Après une intro dont la seconde partie n'aurait pas dépareillé chez FANTOMAS, on attaque avec le sample galopant de McNasty Filth qui voit la présence de Frank N Dank comme invités. Les productions de J Dilla semblent nettement plus inspirées, dans un premier temps, si l'on s'en réfère à un Nowadayz sous hypnose et surtout l'imparable The Red, sa rythmique carrée, le piano mutin et les voix féminines, du moins dans sa version 1.0. L'originale sample en effet un tube de Cris Williamson, mais ne figurait pas dans la première version de Champion Sound pour des questions de copyright... Il faut également citer les trips qui concluent certaines pistes et qui donnent une dimension très improvisée à l'ensemble : gargouillis, futurisme eighties et autres piaillements enturbannés.
Son pote Madlib semble bridé par l'enjeu d'une telle collaboration : il propose des instrumentations se reposant essentiellement sur un duo basse/batterie et met quelque peu de côté ses (dés)orientations bizarroïdes habituelles. Néanmoins, le beat ultime de Champion Sound est à ranger dans les grandes réussites de ces dernières années. On amorce alors un passage moins mémorable avec les hululements de Heavy et le featuring de Talib Kweli qui cabotine sur Raw Shit. Et comme par enchantement, c'est MADLIB qui reprend le flambeau, tout d'abord avec le sample cuivré de The Official et la lancinante The Mission, mais également avec le flow tordu qui caractérise React.
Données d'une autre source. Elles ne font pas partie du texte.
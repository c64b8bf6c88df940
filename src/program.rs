//! The Program accumulator and the load/save entry points shared by all file formats.
use super::*;
use std::fs::{self, File};
use std::io::{BufReader, Read, Write};
use std::path::Path;

/// Address at which the BASIC interpreter keeps its program text.
pub const BASIC_ORIGIN: u16 = 0x0246;
/// The interpreter marks the end of the program text with three of these.
pub const BASIC_SENTINEL: u8 = 0xdf;
/// The four end-of-program pointers live here (big-endian words).
const BASIC_END_POINTERS: [u16; 4] = [0x0006, 0x0008, 0x000a, 0x000c];
pub const MAX_NAME_LEN: usize = 256;
pub const MAX_COMMENT_LEN: usize = 1024;

/// One contiguous block of binary data in the address space.
#[derive(Debug, Clone, PartialEq, Eq)]
pub struct AddressRegion {
    pub start: u16,
    /// inclusive
    pub end: u16,
    pub comment: String,
}
impl AddressRegion {
    pub fn new(start: u16, end: u16, comment: &str) -> Self {
        assert!(start <= end);
        AddressRegion {
            start,
            end,
            comment: comment.to_string(),
        }
    }
    pub fn len(&self) -> usize { (self.end - self.start) as usize + 1 }
}
impl fmt::Display for AddressRegion {
    fn fmt(&self, f: &mut fmt::Formatter) -> fmt::Result {
        write!(f, "{:04X}-{:04X} {}", self.start, self.end, self.comment)
    }
}

/// Everything known about a loaded (or to-be-saved) program, apart from the bytes themselves,
/// which live in memory.
#[derive(Debug, Clone, Default, PartialEq, Eq)]
pub struct Program {
    pub name: String,
    pub comment: String,
    pub has_basic_area: bool,
    regions: Vec<AddressRegion>,
}
impl fmt::Display for Program {
    fn fmt(&self, f: &mut fmt::Formatter) -> fmt::Result {
        write!(
            f,
            "Program \"{}\": {}{} binary region{}",
            self.name,
            if self.has_basic_area { "BASIC, " } else { "" },
            self.regions.len(),
            if self.regions.len() == 1 { "" } else { "s" }
        )
    }
}
impl Program {
    pub fn new() -> Self { Default::default() }
    pub fn set_name(&mut self, name: &str) { self.name = name.to_string() }
    pub fn set_comment(&mut self, comment: &str) { self.comment = comment.to_string() }
    pub fn set_basic_area(&mut self, has_basic_area: bool) { self.has_basic_area = has_basic_area }
    pub fn add_address_region(&mut self, start: u16, end: u16, comment: &str) {
        self.regions.push(AddressRegion::new(start, end, comment))
    }
    pub fn address_regions(&self) -> &[AddressRegion] { &self.regions }
}

/// The result of every load or save: whatever was accumulated, plus the error (if any)
/// that ended the call. Check status() before trusting program.
#[derive(Debug)]
pub struct Outcome {
    pub program: Program,
    pub error: Option<Error>,
}
impl Outcome {
    pub fn new(program: Program, result: Result<(), Error>) -> Self {
        Outcome {
            program,
            error: result.err(),
        }
    }
    pub fn status(&self) -> Status { self.error.as_ref().map_or(Status::Success, |e| Status::from(e.kind)) }
    pub fn is_ok(&self) -> bool { self.error.is_none() }
    pub fn message(&self) -> String {
        self.error.as_ref().map_or_else(|| "OK".to_string(), |e| e.msg.clone())
    }
    /// Drops whatever was accumulated if the call failed.
    pub fn into_result(self) -> Result<Program, Error> {
        match self.error {
            Some(e) => Err(e),
            None => Ok(self.program),
        }
    }
}

/// A persisted program representation.
pub trait ProgramCodec {
    /// Reads a program into memory, accumulating its description in program.
    fn read(&self, r: &mut dyn Read, mem: &mut dyn Memory, program: &mut Program) -> Result<(), Error>;
    /// Writes program (whose bytes are in memory) to w.
    fn write(&self, w: &mut dyn Write, mem: &dyn Memory, program: &Program) -> Result<(), Error>;
}

/// The supported file formats.
#[derive(Debug, Clone, Copy, PartialEq, Eq)]
pub enum FileFormat {
    /// PROG container; the version is only used when saving
    Prog(u32),
    Basic,
    HexDump,
}
impl FileFormat {
    pub fn from_path(path: &Path, prog_version: u32) -> Result<Self, Error> {
        let ext = path.extension().and_then(std::ffi::OsStr::to_str).unwrap_or("");
        match ext.to_ascii_lowercase().as_str() {
            "prog" | "prg" => Ok(FileFormat::Prog(prog_version)),
            "bas" => Ok(FileFormat::Basic),
            "hex" | "dmp" => Ok(FileFormat::HexDump),
            _ => Err(format_err!("unrecognized file type \"{}\"", path.display())),
        }
    }
    pub fn codec(&self) -> Box<dyn ProgramCodec> {
        match self {
            FileFormat::Prog(version) => Box::new(prog::ProgCodec::new(*version)),
            FileFormat::Basic => Box::new(basic::BasicCodec),
            FileFormat::HexDump => Box::new(hex::HexDumpCodec),
        }
    }
}

/// Loads a program from r using the given format.
pub fn load(format: FileFormat, r: &mut dyn Read, mem: &mut dyn Memory) -> Outcome {
    let mut program = Program::new();
    let result = format.codec().read(r, mem, &mut program);
    Outcome::new(program, result)
}
/// Saves program to w using the given format.
pub fn save(format: FileFormat, w: &mut dyn Write, mem: &dyn Memory, program: &Program) -> Outcome {
    let result = format.codec().write(w, mem, program).and_then(|_| w.flush().map_err(Error::from));
    Outcome::new(program.clone(), result)
}
pub fn load_file(path: &Path, mem: &mut dyn Memory) -> Outcome {
    let result = FileFormat::from_path(path, 2).and_then(|format| Ok((format, File::open(path)?)));
    match result {
        Ok((format, file)) => {
            verbose_println!("loading {} as {:?}", path.display(), format);
            load(format, &mut BufReader::new(file), mem)
        }
        Err(e) => Outcome::new(Program::new(), Err(e)),
    }
}
/// Saves to path in the format its extension selects. The file is only touched once the whole
/// program has been encoded.
pub fn save_file(path: &Path, prog_version: u32, mem: &dyn Memory, program: &Program) -> Outcome {
    let format = match FileFormat::from_path(path, prog_version) {
        Ok(format) => format,
        Err(e) => return Outcome::new(program.clone(), Err(e)),
    };
    verbose_println!("saving {} as {:?}", path.display(), format);
    let mut buf: Vec<u8> = Vec::new();
    let outcome = save(format, &mut buf, mem, program);
    if !outcome.is_ok() {
        return outcome;
    }
    Outcome::new(program.clone(), fs::write(path, &buf).map_err(Error::from))
}

/// Writes the end-of-program sentinel at end and points the interpreter's bookkeeping at it.
/// The real interpreter won't run a program whose pointers don't agree with its text.
pub fn finish_basic_area(mem: &mut dyn Memory, end: u16) -> Result<(), Error> {
    if end as usize + 2 > mem.ram_top() as usize {
        return Err(memory_full_err!("BASIC program ends at {:04X} past top of RAM", end));
    }
    for i in 0..3 {
        mem.store8(end + i, BASIC_SENTINEL);
    }
    for (i, &ptr) in BASIC_END_POINTERS.iter().enumerate() {
        mem.store16(ptr, end.wrapping_add(i as u16));
    }
    Ok(())
}
/// The address of the first sentinel byte, according to the interpreter's end pointer.
pub fn basic_area_end(mem: &dyn Memory) -> Result<u16, Error> {
    let end = mem.load16(BASIC_END_POINTERS[0]);
    if end < BASIC_ORIGIN || end as usize + 2 > 0xffff {
        return Err(format_err!("BASIC end pointer {:04X} is out of range", end));
    }
    Ok(end)
}
/// Checks a name or comment against its length limit.
pub fn check_text_len(what: &str, text: &str, max: usize) -> Result<(), Error> {
    if text.len() > max {
        Err(format_err!("{} is {} bytes long (max {})", what, text.len(), max))
    } else {
        Ok(())
    }
}

#[cfg(test)]
mod tests {
    use super::*;
    use memory::Ram;
    #[test]
    fn sentinel_and_pointers() -> Result<(), Error> {
        let mut ram = Ram::new(0x7fff);
        finish_basic_area(&mut ram, 0x0250)?;
        assert_eq!([ram.load8(0x0250), ram.load8(0x0251), ram.load8(0x0252)], [0xdf; 3]);
        assert_eq!(ram.load16(0x0006), 0x0250);
        assert_eq!(ram.load16(0x0008), 0x0251);
        assert_eq!(ram.load16(0x000a), 0x0252);
        assert_eq!(ram.load16(0x000c), 0x0253);
        assert_eq!(basic_area_end(&ram)?, 0x0250);
        Ok(())
    }
    #[test]
    fn sentinel_must_fit_below_ram_top() {
        let mut ram = Ram::new(0x3fff);
        let e = finish_basic_area(&mut ram, 0x3ffe).unwrap_err();
        assert_eq!(e.kind, ErrorKind::MemoryFull);
        assert!(finish_basic_area(&mut ram, 0x3ffd).is_ok());
    }
    #[test]
    fn bad_end_pointer() {
        let ram = Ram::new(0x7fff);
        // a fresh RAM has a zero end pointer
        assert_eq!(basic_area_end(&ram).unwrap_err().kind, ErrorKind::InvalidFormat);
    }
    #[test]
    fn formats_by_extension() {
        assert_eq!(FileFormat::from_path(Path::new("a.PROG"), 1).unwrap(), FileFormat::Prog(1));
        assert_eq!(FileFormat::from_path(Path::new("a.bas"), 2).unwrap(), FileFormat::Basic);
        assert_eq!(FileFormat::from_path(Path::new("a.dmp"), 2).unwrap(), FileFormat::HexDump);
        assert_eq!(
            FileFormat::from_path(Path::new("a.asm"), 2).unwrap_err().kind,
            ErrorKind::InvalidFormat
        );
    }
    #[test]
    fn missing_file() {
        let mut ram = Ram::new(0x7fff);
        let outcome = load_file(Path::new("test/does_not_exist.prog"), &mut ram);
        assert_eq!(outcome.status(), Status::FileNotFound);
        assert_eq!(outcome.program, Program::new());
    }
    #[test]
    fn failed_save_leaves_file_alone() -> Result<(), Error> {
        let path = std::env::temp_dir().join(format!("jr100-prog-{}-keep.prog", std::process::id()));
        fs::write(&path, b"PROGprecious")?;
        let ram = Ram::new(0x7fff);
        let mut program = Program::new();
        program.add_address_region(0x1000, 0x1001, "");
        program.add_address_region(0x2000, 0x2001, "");
        let outcome = save_file(&path, 1, &ram, &program);
        assert_eq!(outcome.status(), Status::InvalidFormat);
        assert_eq!(fs::read(&path)?, b"PROGprecious");
        // the same program fits version 2
        assert!(save_file(&path, 2, &ram, &program).is_ok());
        assert_eq!(&fs::read(&path)?[..4], b"PROG");
        let mut fresh = Ram::new(0x7fff);
        assert_eq!(load_file(&path, &mut fresh).into_result()?, program);
        fs::remove_file(&path)?;
        Ok(())
    }
    #[test]
    fn outcome_reports_status() {
        let ok = Outcome::new(Program::new(), Ok(()));
        assert_eq!((ok.status(), ok.message().as_str()), (Status::Success, "OK"));
        let bad = Outcome::new(Program::new(), Err(Error::new(ErrorKind::CheckSum, "checksum mismatch")));
        assert_eq!(bad.status(), Status::CheckSumError);
        assert_eq!(bad.status().to_string(), "CHECK_SUM_ERROR");
        assert!(!bad.is_ok());
    }
}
Il est temps de faire appel à quelques frappes lyricales comme GUILTY SIMPSON qui s'ébat sur une atmosphère moyen-orientale (Strapped) ou PERCEE P sur une Exclusive à la rythmique enlevée.
Mais l'hydre à deux têtes JAYLIB n'a pas dit son dernier mot, comme on peut le constater en jetant une oreille à la cornemuse de Survival Test – et le délire « Marijuana Helper » sous forme d'un message promotionnel radio. J DILLA nous sert encore une louche de samples soul pitchés avec l'excellente Starz sur laquelle MADLIB s'ébroue comme un sharpei. Il est à noter que Stones Throw Records a fait paraître une version double avec un disque instru en 2007, l'année suivant le décès de J DILLA. Une façon de redécouvrir cet album en marge, qui n'a certes pas exaucé les attentes d'une telle alliance, mais demeure une excellente carte de visite pour aborder l'univers de ces deux producteurs de génie. (C) Systool, 8/2010
JAYLIB : Champion Sound (2003, PIAS Records)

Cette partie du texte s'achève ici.